Exercise goal:
Set the data down again, exactly as it appears below.

Stored data entries:
== == ==

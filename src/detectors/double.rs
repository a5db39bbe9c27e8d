//! Double bottoms and tops in an oscillator
//!
//! A W-bottom is two similar troughs below a threshold with a clearly higher
//! peak between them; an M-top mirrors it above the threshold. Troughs and
//! peaks are two-bar pivots: strictly beyond the values two positions away
//! on either side.

use serde::{Deserialize, Serialize};
use tracing::trace;

use super::helpers::{all_finite, tail, DEFAULT_RECENT_WINDOW, MIN_OSCILLATOR_HISTORY};
use crate::{
    Classification, Direction, PatternCategory, PatternDetector, PatternError, PatternId,
    PatternMatch, PatternMetadata, Period, Result, SeriesSet, Snapshot, Threshold,
};

pub const RSI_W_BOTTOM: PatternId = PatternId("RSI_W_BOTTOM");
pub const RSI_M_TOP: PatternId = PatternId("RSI_M_TOP");

/// Minimum distance between the two extremes
pub const DOUBLE_MIN_SEPARATION: usize = 5;
/// Second extremes are searched below `first + DOUBLE_MAX_SPAN`
pub const DOUBLE_MAX_SPAN: usize = 15;

#[derive(Debug, Clone, Copy, PartialEq, Eq, Hash, Serialize, Deserialize)]
pub enum DoubleKind {
    Bottom,
    Top,
}

impl DoubleKind {
    #[inline]
    fn beyond(self, value: f64, other: f64) -> bool {
        match self {
            DoubleKind::Bottom => value < other,
            DoubleKind::Top => value > other,
        }
    }
}

/// Shape limits of one double pattern
#[derive(Debug, Clone, Copy, PartialEq)]
pub struct DoubleShape {
    pub kind: DoubleKind,
    /// Both extremes must lie beyond this level
    pub threshold: f64,
    /// Largest allowed difference between the two extremes
    pub similarity: f64,
    /// The middle extreme must be beyond `ratio * mean(first, second)`,
    /// above it for bottoms and below it for tops
    pub intermediate_ratio: f64,
}

impl DoubleShape {
    pub const W_BOTTOM: Self = Self {
        kind: DoubleKind::Bottom,
        threshold: 35.0,
        similarity: 5.0,
        intermediate_ratio: 1.15,
    };

    pub const M_TOP: Self = Self {
        kind: DoubleKind::Top,
        threshold: 65.0,
        similarity: 5.0,
        intermediate_ratio: 0.85,
    };

    fn is_pivot(&self, values: &[f64], i: usize) -> bool {
        if i < 2 || i + 2 >= values.len() {
            return false;
        }
        let v = values[i];
        self.kind.beyond(v, values[i - 2])
            && self.kind.beyond(v, values[i + 2])
            && self.kind.beyond(v, self.threshold)
    }

    fn intermediate(&self, between: &[f64]) -> Option<f64> {
        if between.is_empty() || !all_finite(between) {
            return None;
        }
        let fold = match self.kind {
            DoubleKind::Bottom => f64::max,
            DoubleKind::Top => f64::min,
        };
        between.iter().copied().reduce(fold)
    }
}

#[derive(Debug, Clone, Copy, PartialEq, Serialize)]
pub struct DoublePattern {
    pub first: usize,
    pub second: usize,
    pub first_value: f64,
    pub second_value: f64,
    /// Peak between two bottoms, or trough between two tops
    pub intermediate: f64,
}

impl DoublePattern {
    #[inline]
    fn mean(&self) -> f64 {
        (self.first_value + self.second_value) / 2.0
    }
}

/// Double patterns in `values`, ordered by their first extreme.
///
/// Each first extreme pairs with the nearest valid second extreme. When two
/// patterns end within half the minimum separation of each other, only the
/// more extreme one (lower mean for bottoms, higher for tops) is kept.
/// Series shorter than the minimum oscillator history yield nothing.
pub fn find_double_patterns(values: &[f64], shape: DoubleShape) -> Vec<DoublePattern> {
    let n = values.len();
    let mut patterns: Vec<DoublePattern> = Vec::new();
    if n < MIN_OSCILLATOR_HISTORY {
        return patterns;
    }

    for first in 3..n - 3 {
        if !shape.is_pivot(values, first) {
            continue;
        }
        let Some(candidate) = match_second(values, first, shape) else {
            continue;
        };

        match patterns.last().copied() {
            Some(last) if candidate.second < last.second + DOUBLE_MIN_SEPARATION / 2 => {
                if shape.kind.beyond(candidate.mean(), last.mean()) {
                    trace!(first, second = candidate.second, "replacing overlapping double pattern");
                    patterns.pop();
                    patterns.push(candidate);
                }
            }
            _ => patterns.push(candidate),
        }
    }
    patterns
}

fn match_second(values: &[f64], first: usize, shape: DoubleShape) -> Option<DoublePattern> {
    let end = (first + DOUBLE_MAX_SPAN).min(values.len() - 3);

    (first + DOUBLE_MIN_SEPARATION..end).find_map(|second| {
        if !shape.is_pivot(values, second)
            || (values[first] - values[second]).abs() >= shape.similarity
        {
            return None;
        }
        let intermediate = shape.intermediate(&values[first + 1..second])?;
        let bound = (values[first] + values[second]) / 2.0 * shape.intermediate_ratio;
        let clear = match shape.kind {
            DoubleKind::Bottom => intermediate > bound,
            DoubleKind::Top => intermediate < bound,
        };
        clear.then_some(DoublePattern {
            first,
            second,
            first_value: values[first],
            second_value: values[second],
            intermediate,
        })
    })
}

/// RSI W-bottoms or M-tops in the recent window
#[derive(Debug, Clone, Copy)]
pub struct DoublePatternDetector {
    pub pattern_id: PatternId,
    pub key: &'static str,
    pub shape: DoubleShape,
    pub recent: Period,
}

impl DoublePatternDetector {
    pub fn rsi_w_bottom() -> Self {
        Self {
            pattern_id: RSI_W_BOTTOM,
            key: "rsi",
            shape: DoubleShape::W_BOTTOM,
            recent: Period::new_const(DEFAULT_RECENT_WINDOW),
        }
    }

    pub fn rsi_m_top() -> Self {
        Self {
            pattern_id: RSI_M_TOP,
            shape: DoubleShape::M_TOP,
            ..Self::rsi_w_bottom()
        }
    }
}

impl PatternDetector for DoublePatternDetector {
    fn id(&self) -> PatternId {
        self.pattern_id
    }

    fn min_len(&self) -> usize {
        MIN_OSCILLATOR_HISTORY
    }

    fn detect(&self, series: &SeriesSet<'_>) -> Vec<PatternMatch> {
        let Some(values) = series.get(self.key) else {
            return Vec::new();
        };
        let (offset, recent) = tail(values, self.recent.get());
        let direction = match self.shape.kind {
            DoubleKind::Bottom => Direction::Bullish,
            DoubleKind::Top => Direction::Bearish,
        };

        find_double_patterns(recent, self.shape)
            .into_iter()
            .map(|p| PatternMatch {
                pattern_id: self.pattern_id,
                direction,
                index: offset + p.second,
                classification: Classification::None,
                values: Snapshot::new()
                    .with("first", p.first_value)
                    .with("second", p.second_value)
                    .with("intermediate", p.intermediate)
                    .with("span", (p.second - p.first) as f64),
            })
            .collect()
    }

    fn validate_config(&self) -> Result<()> {
        Threshold::new(self.shape.threshold)?;
        for (field, value) in [
            ("similarity", self.shape.similarity),
            ("intermediate_ratio", self.shape.intermediate_ratio),
        ] {
            if !(value.is_finite() && value > 0.0) {
                return Err(PatternError::OutOfRange {
                    field,
                    value,
                    min: 0.0,
                    max: f64::INFINITY,
                });
            }
        }
        Ok(())
    }

    fn metadata(&self) -> PatternMetadata {
        PatternMetadata {
            name: self.pattern_id.as_str(),
            description: "Two similar oscillator extremes with a clear swing between them",
            category: PatternCategory::Reversal,
        }
    }
}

== == ==

Written reply:
filename src/detectors/double.rs
repository a5db39bbe9c27e8d
//! Double bottoms and tops in an oscillator
//!
//! A W-bottom is two similar troughs below a threshold with a clearly higher
//! peak between them; an M-top mirrors it above the threshold. Troughs and
//! peaks are two-bar pivots: strictly beyond the values two positions away
//! on either side.

use serde::{Deserialize, Serialize};
use tracing::trace;

use super::helpers::{all_finite, tail, DEFAULT_RECENT_WINDOW, MIN_OSCILLATOR_HISTORY};
use crate::{
    Classification, Direction, PatternCategory, PatternDetector, PatternError, PatternId,
    PatternMatch, PatternMetadata, Period, Result, SeriesSet, Snapshot, Threshold,
};

pub const RSI_W_BOTTOM: PatternId = PatternId("RSI_W_BOTTOM");
pub const RSI_M_TOP: PatternId = PatternId("RSI_M_TOP");

/// Minimum distance between the two extremes
pub const DOUBLE_MIN_SEPARATION: usize = 5;
/// Second extremes are searched below `first + DOUBLE_MAX_SPAN`
pub const DOUBLE_MAX_SPAN: usize = 15;

#[derive(Debug, Clone, Copy, PartialEq, Eq, Hash, Serialize, Deserialize)]
pub enum DoubleKind {
    Bottom,
    Top,
}

impl DoubleKind {
    #[inline]
    fn beyond(self, value: f64, other: f64) -> bool {
        match self {
            DoubleKind::Bottom => value < other,
            DoubleKind::Top => value > other,
        }
    }
}

/// Shape limits of one double pattern
#[derive(Debug, Clone, Copy, PartialEq)]
pub struct DoubleShape {
    pub kind: DoubleKind,
    /// Both extremes must lie beyond this level
    pub threshold: f64,
    /// Largest allowed difference between the two extremes
    pub similarity: f64,
    /// The middle extreme must be beyond `ratio * mean(first, second)`,
    /// above it for bottoms and below it for tops
    pub intermediate_ratio: f64,
}

impl DoubleShape {
    pub const W_BOTTOM: Self = Self {
        kind: DoubleKind::Bottom,
        threshold: 35.0,
        similarity: 5.0,
        intermediate_ratio: 1.15,
    };

    pub const M_TOP: Self = Self {
        kind: DoubleKind::Top,
        threshold: 65.0,
        similarity: 5.0,
        intermediate_ratio: 0.85,
    };

    fn is_pivot(&self, values: &[f64], i: usize) -> bool {
        if i < 2 || i + 2 >= values.len() {
            return false;
        }
        let v = values[i];
        self.kind.beyond(v, values[i - 2])
            && self.kind.beyond(v, values[i + 2])
            && self.kind.beyond(v, self.threshold)
    }

    fn intermediate(&self, between: &[f64]) -> Option<f64> {
        if between.is_empty() || !all_finite(between) {
            return None;
        }
        let fold = match self.kind {
            DoubleKind::Bottom => f64::max,
            DoubleKind::Top => f64::min,
        };
        between.iter().copied().reduce(fold)
    }
}

#[derive(Debug, Clone, Copy, PartialEq, Serialize)]
pub struct DoublePattern {
    pub first: usize,
    pub second: usize,
    pub first_value: f64,
    pub second_value: f64,
    /// Peak between two bottoms, or trough between two tops
    pub intermediate: f64,
}

impl DoublePattern {
    #[inline]
    fn mean(&self) -> f64 {
        (self.first_value + self.second_value) / 2.0
    }
}

/// Double patterns in `values`, ordered by their first extreme.
///
/// Each first extreme pairs with the nearest valid second extreme. When two
/// patterns end within half the minimum separation of each other, only the
/// more extreme one (lower mean for bottoms, higher for tops) is kept.
/// Series shorter than the minimum oscillator history yield nothing.
pub fn find_double_patterns(values: &[f64], shape: DoubleShape) -> Vec<DoublePattern> {
    let n = values.len();
    let mut patterns: Vec<DoublePattern> = Vec::new();
    if n < MIN_OSCILLATOR_HISTORY {
        return patterns;
    }

    for first in 3..n - 3 {
        if !shape.is_pivot(values, first) {
            continue;
        }
        let Some(candidate) = match_second(values, first, shape) else {
            continue;
        };

        match patterns.last().copied() {
            Some(last) if candidate.second < last.second + DOUBLE_MIN_SEPARATION / 2 => {
                if shape.kind.beyond(candidate.mean(), last.mean()) {
                    trace!(first, second = candidate.second, "replacing overlapping double pattern");
                    patterns.pop();
                    patterns.push(candidate);
                }
            }
            _ => patterns.push(candidate),
        }
    }
    patterns
}

fn match_second(values: &[f64], first: usize, shape: DoubleShape) -> Option<DoublePattern> {
    let end = (first + DOUBLE_MAX_SPAN).min(values.len() - 3);

    (first + DOUBLE_MIN_SEPARATION..end).find_map(|second| {
        if !shape.is_pivot(values, second)
            || (values[first] - values[second]).abs() >= shape.similarity
        {
            return None;
        }
        let intermediate = shape.intermediate(&values[first + 1..second])?;
        let bound = (values[first] + values[second]) / 2.0 * shape.intermediate_ratio;
        let clear = match shape.kind {
            DoubleKind::Bottom => intermediate > bound,
            DoubleKind::Top => intermediate < bound,
        };
        clear.then_some(DoublePattern {
            first,
            second,
            first_value: values[first],
            second_value: values[second],
            intermediate,
        })
    })
}

/// RSI W-bottoms or M-tops in the recent window
#[derive(Debug, Clone, Copy)]
pub struct DoublePatternDetector {
    pub pattern_id: PatternId,
    pub key: &'static str,
    pub shape: DoubleShape,
    pub recent: Period,
}

impl DoublePatternDetector {
    pub fn rsi_w_bottom() -> Self {
        Self {
            pattern_id: RSI_W_BOTTOM,
            key: "rsi",
            shape: DoubleShape::W_BOTTOM,
            recent: Period::new_const(DEFAULT_RECENT_WINDOW),
        }
    }

    pub fn rsi_m_top() -> Self {
        Self {
            pattern_id: RSI_M_TOP,
            shape: DoubleShape::M_TOP,
            ..Self::rsi_w_bottom()
        }
    }
}

impl PatternDetector for DoublePatternDetector {
    fn id(&self) -> PatternId {
        self.pattern_id
    }

    fn min_len(&self) -> usize {
        MIN_OSCILLATOR_HISTORY
    }

    fn detect(&self, series: &SeriesSet<'_>) -> Vec<PatternMatch> {
        let Some(values) = series.get(self.key) else {
            return Vec::new();
        };
        let (offset, recent) = tail(values, self.recent.get());
        let direction = match self.shape.kind {
            DoubleKind::Bottom => Direction::Bullish,
            DoubleKind::Top => Direction::Bearish,
        };

        find_double_patterns(recent, self.shape)
            .into_iter()
            .map(|p| PatternMatch {
                pattern_id: self.pattern_id,
                direction,
                index: offset + p.second,
                classification: Classification::None,
                values: Snapshot::new()
                    .with("first", p.first_value)
                    .with("second", p.second_value)
                    .with("intermediate", p.intermediate)
                    .with("span", (p.second - p.first) as f64),
            })
            .collect()
    }

    fn validate_config(&self) -> Result<()> {
        Threshold::new(self.shape.threshold)?;
        for (field, value) in [
            ("similarity", self.shape.similarity),
            ("intermediate_ratio", self.shape.intermediate_ratio),
        ] {
            if !(value.is_finite() && value > 0.0) {
                return Err(PatternError::OutOfRange {
                    field,
                    value,
                    min: 0.0,
                    max: f64::INFINITY,
                });
            }
        }
        Ok(())
    }

    fn metadata(&self) -> PatternMetadata {
        PatternMetadata {
            name: self.pattern_id.as_str(),
            description: "Two similar oscillator extremes with a clear swing between them",
            category: PatternCategory::Reversal,
        }
    }
}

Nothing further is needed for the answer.